And finally, in September, it all comes to fruition. You have the GA, there's a new version of Postgres available as you're building out the next version after that. All this takes 14 months. But what's nice is that there's a predictable cycle of when features get released.

And remember in the Postgres community, we strive for perfection that when we GA release, we are feeling very confident about those features being in your hands.

Now, that's just one aspect of contributing to Postgres - being the the core database engine. There's a whole world of other ways you can contribute, you know, contributing to Postgres is not just contributing to the database itself.

There's extensions which add functionality to Postgres without actually having to fork Postgres or create a brand new copy of Postgres. You have drivers, you're likely this is your likely your primary interface into Postgres using something like the JDBC drivers, Psycopg.
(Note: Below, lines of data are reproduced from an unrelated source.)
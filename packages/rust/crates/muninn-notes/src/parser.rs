//! Markdown parsing into owned, identified document trees.

use comrak::nodes::{AstNode, NodeValue};
use comrak::{Arena, Options, parse_document};

use crate::models::{DocumentTree, Node, NodeKind, Point, Position};

/// Text -> tree seam. Implementations must be deterministic for equal input.
pub trait DocumentParser: Send + Sync {
    /// Parse one document.
    ///
    /// # Errors
    ///
    /// Returns a human-readable reason when the text cannot be parsed.
    fn parse(&self, text: &str) -> Result<DocumentTree, String>;
}

/// CommonMark + GFM parser backed by `comrak`.
#[derive(Debug, Clone, Copy, Default)]
pub struct MarkdownParser;

impl MarkdownParser {
    fn options() -> Options<'static> {
        let mut options = Options::default();
        options.extension.strikethrough = true;
        options.extension.table = true;
        options.extension.autolink = true;
        options.extension.tasklist = true;
        options.extension.footnotes = true;
        options
    }
}

impl DocumentParser for MarkdownParser {
    fn parse(&self, text: &str) -> Result<DocumentTree, String> {
        let arena = Arena::new();
        let root = parse_document(&arena, text, &Self::options());
        let mut tree = convert(root);
        assign_ids(&mut tree);
        Ok(DocumentTree::new(tree))
    }
}

fn non_empty(raw: &str) -> Option<String> {
    if raw.is_empty() {
        None
    } else {
        Some(raw.to_string())
    }
}

fn convert<'a>(node: &'a AstNode<'a>) -> Node {
    let mut out = convert_value(node);
    out.children = node.children().map(convert).collect();
    out
}

fn convert_value<'a>(node: &'a AstNode<'a>) -> Node {
    let ast = node.data();
    let mut out = match &ast.value {
        NodeValue::Document => Node::new(NodeKind::Root),
        NodeValue::Paragraph => Node::new(NodeKind::Paragraph),
        NodeValue::Heading(heading) => {
            let mut out = Node::new(NodeKind::Heading);
            out.depth = Some(heading.level);
            out
        }
        NodeValue::Text(text) => Node::new(NodeKind::Text).with_value(text.to_string()),
        NodeValue::SoftBreak => Node::new(NodeKind::Text).with_value("\n"),
        NodeValue::LineBreak => Node::new(NodeKind::Break),
        NodeValue::Emph => Node::new(NodeKind::Emphasis),
        NodeValue::Strong => Node::new(NodeKind::Strong),
        NodeValue::Strikethrough => Node::new(NodeKind::Delete),
        NodeValue::Code(code) => {
            Node::new(NodeKind::InlineCode).with_value(code.literal.to_string())
        }
        NodeValue::CodeBlock(block) => {
            let mut out = Node::new(NodeKind::Code).with_value(block.literal.to_string());
            out.lang = non_empty(block.info.trim());
            out
        }
        NodeValue::HtmlBlock(block) => {
            Node::new(NodeKind::Html).with_value(block.literal.to_string())
        }
        NodeValue::HtmlInline(raw) => Node::new(NodeKind::Html).with_value(raw.to_string()),
        NodeValue::Link(link) => {
            let mut out = Node::new(NodeKind::Link).with_url(link.url.to_string());
            out.title = non_empty(&link.title);
            out
        }
        NodeValue::Image(link) => {
            let mut out = Node::new(NodeKind::Image).with_url(link.url.to_string());
            out.title = non_empty(&link.title);
            out
        }
        NodeValue::List(..) => Node::new(NodeKind::List),
        NodeValue::Item(..) | NodeValue::TaskItem(..) => Node::new(NodeKind::ListItem),
        NodeValue::BlockQuote => Node::new(NodeKind::Blockquote),
        NodeValue::ThematicBreak => Node::new(NodeKind::ThematicBreak),
        NodeValue::Table(..) => Node::new(NodeKind::Table),
        NodeValue::TableRow(..) => Node::new(NodeKind::TableRow),
        NodeValue::TableCell => Node::new(NodeKind::TableCell),
        NodeValue::FootnoteDefinition(..) => Node::new(NodeKind::FootnoteDefinition),
        NodeValue::FootnoteReference(..) => Node::new(NodeKind::FootnoteReference),
        _ => Node::new(NodeKind::Unknown),
    };
    let pos = ast.sourcepos;
    if pos.start.line > 0 {
        out.position = Some(Position {
            start: Point {
                line: pos.start.line,
                column: pos.start.column,
            },
            end: Point {
                line: pos.end.line,
                column: pos.end.column,
            },
        });
    }
    out
}

/// Assign positional identifiers: root `""`, its children `"0"`, `"1"`, ...,
/// deeper nodes `parent + "-" + index`.
pub fn assign_ids(root: &mut Node) {
    root.id.clear();
    assign_child_ids(root);
}

fn assign_child_ids(parent: &mut Node) {
    let prefix = parent.id.clone();
    for (index, child) in parent.children.iter_mut().enumerate() {
        child.id = if prefix.is_empty() {
            index.to_string()
        } else {
            format!("{prefix}-{index}")
        };
        assign_child_ids(child);
    }
}
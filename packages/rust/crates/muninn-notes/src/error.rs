//! Error types for scanning, caching and snapshot persistence.
//!
//! Library code uses `thiserror` for explicit error enums; the `muninn`
//! binary wraps them in `anyhow` at the process boundary.

use std::path::{Path, PathBuf};
use thiserror::Error;

/// Error types for the notes core.
///
/// Each variant represents a specific failure mode in the scan/cache pipeline.
#[derive(Error, Debug)]
pub enum NotesError {
    /// Reading a document (or its metadata) failed.
    #[error("IO error at {}: {source}", path.display())]
    Io {
        /// File that could not be read.
        path: PathBuf,
        /// Underlying I/O failure.
        #[source]
        source: std::io::Error,
    },

    /// Notes root is missing or not a directory.
    #[error("Notes root is not a directory: {}", .0.display())]
    InvalidRoot(PathBuf),

    /// Document parser rejected a file.
    #[error("Parse error in {}: {message}", path.display())]
    Parse {
        /// File that failed to parse.
        path: PathBuf,
        /// Parser-provided reason.
        message: String,
    },

    /// Document glob pattern does not compile.
    #[error("Invalid document pattern: {0}")]
    Pattern(#[from] globset::Error),

    /// Cache snapshot could not be encoded.
    #[error("Failed to encode cache snapshot: {0}")]
    SnapshotEncode(#[from] serde_json::Error),

    /// Cache snapshot could not be written or removed.
    #[error("Failed to write cache snapshot {}: {source}", path.display())]
    SnapshotWrite {
        /// Snapshot file path.
        path: PathBuf,
        /// Underlying I/O failure.
        #[source]
        source: std::io::Error,
    },
}

impl NotesError {
    pub(crate) fn io(path: &Path, source: std::io::Error) -> Self {
        Self::Io {
            path: path.to_path_buf(),
            source,
        }
    }

    pub(crate) fn snapshot_write(path: &Path, source: std::io::Error) -> Self {
        Self::SnapshotWrite {
            path: path.to_path_buf(),
            source,
        }
    }

    /// Whether the error means the file disappeared mid-scan.
    #[must_use]
    pub fn is_not_found(&self) -> bool {
        matches!(self, Self::Io { source, .. } if source.kind() == std::io::ErrorKind::NotFound)
    }
}

/// Crate-wide result alias.
pub type Result<T> = std::result::Result<T, NotesError>;
//! Reference target resolution against the scan root.

/// Knobs for turning a raw reference target into a root-relative path.
#[derive(Debug, Clone, Copy, Default, PartialEq, Eq)]
pub struct ResolveOptions {
    /// Also drop a `?query` suffix. Fragments (`#...`) are always dropped.
    pub strip_query: bool,
}

pub(super) fn normalize_slashes(raw: &str) -> String {
    raw.replace('\\', "/")
}

/// `scheme:` prefix (`http:`, `mailto:`, ...) or protocol-relative `//host`.
fn is_external(target: &str) -> bool {
    if target.starts_with("//") {
        return true;
    }
    let Some((scheme, _)) = target.split_once(':') else {
        return false;
    };
    let mut chars = scheme.chars();
    // Single letters are drive prefixes, not schemes.
    scheme.len() > 1
        && chars.next().is_some_and(|c| c.is_ascii_alphabetic())
        && chars.all(|c| c.is_ascii_alphanumeric() || matches!(c, '+' | '-' | '.'))
}

/// Push `candidate`'s segments onto `parts`, folding `.` and `..`.
///
/// Returns `None` when `..` climbs above the root.
fn join_segments(mut parts: Vec<String>, candidate: &str) -> Option<String> {
    for segment in candidate.split('/') {
        match segment {
            "" | "." => {}
            ".." => {
                parts.pop()?;
            }
            other => parts.push(other.to_string()),
        }
    }
    if parts.is_empty() {
        None
    } else {
        Some(parts.join("/"))
    }
}

/// Normalize a root-relative path (`./notes//a.md` -> `notes/a.md`).
#[must_use]
pub fn normalize_relative_path(raw: &str) -> Option<String> {
    join_segments(Vec::new(), &normalize_slashes(raw.trim()))
}

/// Resolve a reference written inside `source_relative_path` to a
/// root-relative path.
///
/// Relative targets are joined against the source's directory, a leading `/`
/// anchors at the root. Percent escapes in the path are decoded. Returns
/// `None` for external URLs, bare fragments, empty targets and targets
/// escaping the root.
#[must_use]
pub fn resolve_reference(
    raw: &str,
    source_relative_path: &str,
    options: ResolveOptions,
) -> Option<String> {
    let trimmed = raw.trim();
    // [text](<path with spaces.md>)
    let unwrapped = trimmed
        .strip_prefix('<')
        .and_then(|inner| inner.strip_suffix('>'))
        .unwrap_or(trimmed);
    let mut candidate = normalize_slashes(unwrapped);
    if candidate.is_empty() || candidate.starts_with('#') || is_external(&candidate) {
        return None;
    }

    if let Some((left, _fragment)) = candidate.split_once('#') {
        candidate = left.to_string();
    }
    if options.strip_query
        && let Some((left, _query)) = candidate.split_once('?')
    {
        candidate = left.to_string();
    }
    // `my%20note.md` names `my note.md`; undecodable input is kept as written.
    if candidate.contains('%')
        && let Ok(decoded) = urlencoding::decode(&candidate)
    {
        candidate = decoded.into_owned();
    }
    if candidate.is_empty() {
        return None;
    }

    let base: Vec<String> = if candidate.starts_with('/') {
        Vec::new()
    } else {
        let source = normalize_slashes(source_relative_path);
        match source.rsplit_once('/') {
            Some((dir, _file)) => dir
                .split('/')
                .filter(|segment| !segment.is_empty() && *segment != ".")
                .map(str::to_string)
                .collect(),
            None => Vec::new(),
        }
    };
    join_segments(base, &candidate)
}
And there's the governance aspects of the project. Extensions are a great way to contribute to Postgres. There are thousands of these in the world I honestly, I don't even know how many Postgres extensions there are and there's just new ones popping up every day.

Uh just in the R&D's alone, there's over 90 extensions and there's ways to actually add more extensions to R&D's through trusted language extensions, which we'll touch on briefly in a little bit. But you can see that this is just a small subset of all the extensions available to Postgres.

So with Postgres, you know, if you want to find extensions first in Postgres itself, there's already extensions available. And these are, these are optional modules that you can enable on your, on your instance. And pretty much everyone in this room or everyone who's running a RDS in this room, you're using pg_stat_statements because this is the primary way you gather statistics about what queries are being run within your database.

There's all sorts of useful extensions as well just within Postgres based upon what data type support you need or if you're connecting to other databases or programming other things, there's extensions for utilities.

Um all of these are, you know, very, you know, are various ways to be able to manage different aspects of Postgres. It could be pg_cron which lets you schedule jobs directly in Postgres. Pg_partman that lets you uh handle partition management pg_hint_plan, which actually we'll talk a bit about later, which is great if you're migrating from databases that support hints and pg_audit, which does well audit tracking of your logs.

There's extensions that let you connect to remote data sources. Uh the MSSQL and Oracle FDWs are ways that you can query said databases directly from Postgres.

Uh TDS FDW works with uh SQL Server and Sybase. A Mock FDW is a way for you to query your Postgres logs directly from an SQL interface.

There's replication extensions, different ways of being able to copy data between different uh Postgres data sources or things that can uh read things streaming in real time.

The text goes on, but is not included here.